Citing its regulatory authority derived from the Public Health Act that allows the CDC Director to “take such measure to prevent such spread of the diseases as he/she deems reasonably necessary” when the Director determines that state measures are insufficient, on September 1, 2020, the Centers for Disease Control (CDC) issued an agency order providing a Temporary Halt in Residential Evictions to Prevent the Further Spread of COVID-19 that seeks to block evictions until year-end 2020 for certain renters impacted by the pandemic. The CDC cites its regulatory authority (42 C.F.R. §70.2 [cmbs.informz.net]) derived from the Public Health Act. Given the unprecedented scope of the executive action, it is likely the order will be challenged in court.

The CDC order was pursuant to an Executive Order issued the same day by President Trump on the subject. Under the order, renters earning less than $99,000 a year ($198,000 for joint filers) may submit a declaration asserting their eligibly to their landlord in order to be protected from eviction. The order applies to all property leased for residential purposes, including single family, multifamily, and mobile homes.

Pursuant to the order, residential landlords cannot evict eligible tenants for nonpayment of rent. Violation of the order carries criminal penalties. Unlike the CARES Act, the property need not be federally related to qualify. The order is effective through December 31, 2020 and applies in all states unless a state has an eviction moratorium in place that provides the same or greater protections, in which case the states eviction moratorium supersedes the federal order.

While the order prevents eviction actions, it does not relieve a tenant from the obligation to pay rent or to comply with any other obligation a tenant has under a lease agreement. In addition, the order does not preclude charging fees, penalties or interest due for failure to pay rent on a timely basis. The order does not dictate a timeframe for repaying past-due rent after expiration of the moratorium.

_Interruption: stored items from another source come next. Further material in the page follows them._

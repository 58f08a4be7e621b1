/*!
 * @file error.rs
 * @brief DoppelDB error handling
 */

use bson::{doc, Document};
use thiserror::Error;

#[derive(Error, Debug)]
pub enum DoppelError {
    #[error("Backend error: {0}")]
    Backend(String),

    #[error("BSON decode error: {0}")]
    BsonDecode(#[from] bson::de::Error),

    #[error("BSON encode error: {0}")]
    BsonEncode(#[from] bson::ser::Error),

    #[error("Wire protocol error: {0}")]
    WireProtocol(String),

    #[error("Network error: {0}")]
    Network(#[from] std::io::Error),

    #[error("Serialization error: {0}")]
    Serialization(#[from] serde_json::Error),

    #[error("Connection pool error: {0}")]
    ConnectionPool(String),

    #[error("Configuration error: {0}")]
    Config(String),

    #[error("TLS error: {0}")]
    Tls(String),
}

pub type Result<T> = std::result::Result<T, DoppelError>;

/// A command-level failure carrying the canonical MongoDB error code.
///
/// These are shaped into `{ok: 0.0, errmsg, code, codeName}` by the
/// dispatcher and never terminate the connection.
#[derive(Debug, Clone, PartialEq, Eq)]
pub struct CommandError {
    pub code: i32,
    pub message: String,
}

pub type CommandResult = std::result::Result<Document, CommandError>;

impl CommandError {
    pub fn new(code: i32, message: impl Into<String>) -> Self {
        Self {
            code,
            message: message.into(),
        }
    }

    pub fn internal(message: impl Into<String>) -> Self {
        Self::new(code::INTERNAL_ERROR, message)
    }

    pub fn bad_value(message: impl Into<String>) -> Self {
        Self::new(code::BAD_VALUE, message)
    }

    pub fn failed_to_parse(message: impl Into<String>) -> Self {
        Self::new(code::FAILED_TO_PARSE, message)
    }

    pub fn type_mismatch(message: impl Into<String>) -> Self {
        Self::new(code::TYPE_MISMATCH, message)
    }

    pub fn unauthorized(message: impl Into<String>) -> Self {
        Self::new(code::UNAUTHORIZED, message)
    }

    pub fn authentication_failed() -> Self {
        // One message for every failure mode so the step that failed is
        // not revealed to the client.
        Self::new(code::AUTHENTICATION_FAILED, "Authentication failed.")
    }

    pub fn cursor_not_found(id: i64) -> Self {
        Self::new(code::CURSOR_NOT_FOUND, format!("cursor id {} not found", id))
    }

    pub fn cursor_in_use(id: i64) -> Self {
        Self::new(
            code::CURSOR_IN_USE,
            format!("cursor id {} is already in use", id),
        )
    }

    pub fn namespace_not_found(message: impl Into<String>) -> Self {
        Self::new(code::NAMESPACE_NOT_FOUND, message)
    }

    pub fn namespace_exists(ns: &str) -> Self {
        Self::new(
            code::NAMESPACE_EXISTS,
            format!("Collection {} already exists.", ns),
        )
    }

    pub fn invalid_namespace(message: impl Into<String>) -> Self {
        Self::new(code::INVALID_NAMESPACE, message)
    }

    pub fn command_not_found(name: &str) -> Self {
        Self::new(
            code::COMMAND_NOT_FOUND,
            format!("no such command: '{}'", name),
        )
    }

    pub fn duplicate_key(ns: &str, key: &str) -> Self {
        Self::new(
            code::DUPLICATE_KEY,
            format!(
                "E11000 duplicate key error collection: {} index: _id_ dup key: {}",
                ns, key
            ),
        )
    }

    pub fn max_time_expired() -> Self {
        Self::new(code::MAX_TIME_MS_EXPIRED, "operation exceeded time limit")
    }

    pub fn query_plan_killed(message: impl Into<String>) -> Self {
        Self::new(code::QUERY_PLAN_KILLED, message)
    }

    /// Error identified only by its `Location<code>` name.
    pub fn location(code: i32, message: impl Into<String>) -> Self {
        Self::new(code, message)
    }

    /// The required-field error every command argument parser shares.
    pub fn missing_field(command: &str, field: &str) -> Self {
        Self::location(
            40414,
            format!(
                "BSON field '{}.{}' is missing but a required field",
                command, field
            ),
        )
    }

    pub fn code_name(&self) -> String {
        match known_code_name(self.code) {
            Some(name) => name.to_string(),
            None => format!("Location{}", self.code),
        }
    }

    pub fn to_document(&self) -> Document {
        doc! {
            "ok": 0.0,
            "errmsg": self.message.clone(),
            "code": self.code,
            "codeName": self.code_name(),
        }
    }
}

impl std::fmt::Display for CommandError {
    fn fmt(&self, f: &mut std::fmt::Formatter<'_>) -> std::fmt::Result {
        write!(f, "{} ({}): {}", self.code_name(), self.code, self.message)
    }
}

impl std::error::Error for CommandError {}

/// Canonical MongoDB error codes used throughout the command surface.
pub mod code {
    pub const INTERNAL_ERROR: i32 = 1;
    pub const BAD_VALUE: i32 = 2;
    pub const FAILED_TO_PARSE: i32 = 9;
    pub const UNAUTHORIZED: i32 = 13;
    pub const TYPE_MISMATCH: i32 = 14;
    pub const AUTHENTICATION_FAILED: i32 = 18;
    pub const NAMESPACE_NOT_FOUND: i32 = 26;
    pub const INDEX_NOT_FOUND: i32 = 27;
    pub const CURSOR_NOT_FOUND: i32 = 43;
    pub const CURSOR_IN_USE: i32 = 46;
    pub const NAMESPACE_EXISTS: i32 = 48;
    pub const MAX_TIME_MS_EXPIRED: i32 = 50;
    pub const DOLLAR_PREFIXED_FIELD_NAME: i32 = 52;
    pub const COMMAND_NOT_FOUND: i32 = 59;
    pub const IMMUTABLE_FIELD: i32 = 66;
    pub const INVALID_OPTIONS: i32 = 72;
    pub const INVALID_NAMESPACE: i32 = 73;
    pub const WRITE_CONFLICT: i32 = 112;
    pub const INVALID_PIPELINE_OPERATOR: i32 = 168;
    pub const QUERY_PLAN_KILLED: i32 = 175;
    pub const DUPLICATE_KEY: i32 = 11000;
}

fn known_code_name(c: i32) -> Option<&'static str> {
    Some(match c {
        code::INTERNAL_ERROR => "InternalError",
        code::BAD_VALUE => "BadValue",
        code::FAILED_TO_PARSE => "FailedToParse",
        code::UNAUTHORIZED => "Unauthorized",
        code::TYPE_MISMATCH => "TypeMismatch",
        code::AUTHENTICATION_FAILED => "AuthenticationFailed",
        code::NAMESPACE_NOT_FOUND => "NamespaceNotFound",
        code::INDEX_NOT_FOUND => "IndexNotFound",
        code::CURSOR_NOT_FOUND => "CursorNotFound",
        code::CURSOR_IN_USE => "CursorInUse",
        code::NAMESPACE_EXISTS => "NamespaceExists",
        code::MAX_TIME_MS_EXPIRED => "MaxTimeMSExpired",
        code::DOLLAR_PREFIXED_FIELD_NAME => "DollarPrefixedFieldName",
        code::COMMAND_NOT_FOUND => "CommandNotFound",
        code::IMMUTABLE_FIELD => "ImmutableField",
        code::INVALID_OPTIONS => "InvalidOptions",
        code::INVALID_NAMESPACE => "InvalidNamespace",
        code::WRITE_CONFLICT => "WriteConflict",
        code::INVALID_PIPELINE_OPERATOR => "InvalidPipelineOperator",
        code::QUERY_PLAN_KILLED => "QueryPlanKilled",
        code::DUPLICATE_KEY => "DuplicateKey",
        _ => return None,
    })
}

#[cfg(test)]
mod tests {
    use super::*;

    #[test]
    fn error_document_shape() {
        let err = CommandError::bad_value("bad");
        let doc = err.to_document();
        assert_eq!(doc.get_f64("ok").unwrap(), 0.0);
        assert_eq!(doc.get_str("errmsg").unwrap(), "bad");
        assert_eq!(doc.get_i32("code").unwrap(), 2);
        assert_eq!(doc.get_str("codeName").unwrap(), "BadValue");
    }

    #[test]
    fn location_code_name() {
        let err = CommandError::location(40414, "missing");
        assert_eq!(err.code_name(), "Location40414");
    }
}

In order to be eligible, a tenant must provide a declaration form to their landlord attesting to the following:

(1) The tenant has used best efforts to obtain all available government assistance for rent or housing;

(2) The tenant either (a) expects to earn no more than $99,000 a year ($198,000 for joint filers) for 2020, (b) is not required to report any income in 2019, or (c) received a CARES Act Economic Impact Payment;

(3) The tenant is unable to pay the full rent or make a full housing payment due to substantial loss of household income, loss of compensable hours of work or wages, a lay-off, or extraordinary out-of-pocket medical expenses;

(4) The tenant is using best efforts to make timely partial payments that are as close to the full payment as the individual’s circumstances may permit, taking into account other nondiscretionary expenses; and

(5) Eviction would likely render the individual homeless, or force the individual to move into and live in close quarters in a new congregate or shared living setting, because the tenant has no other available housing options.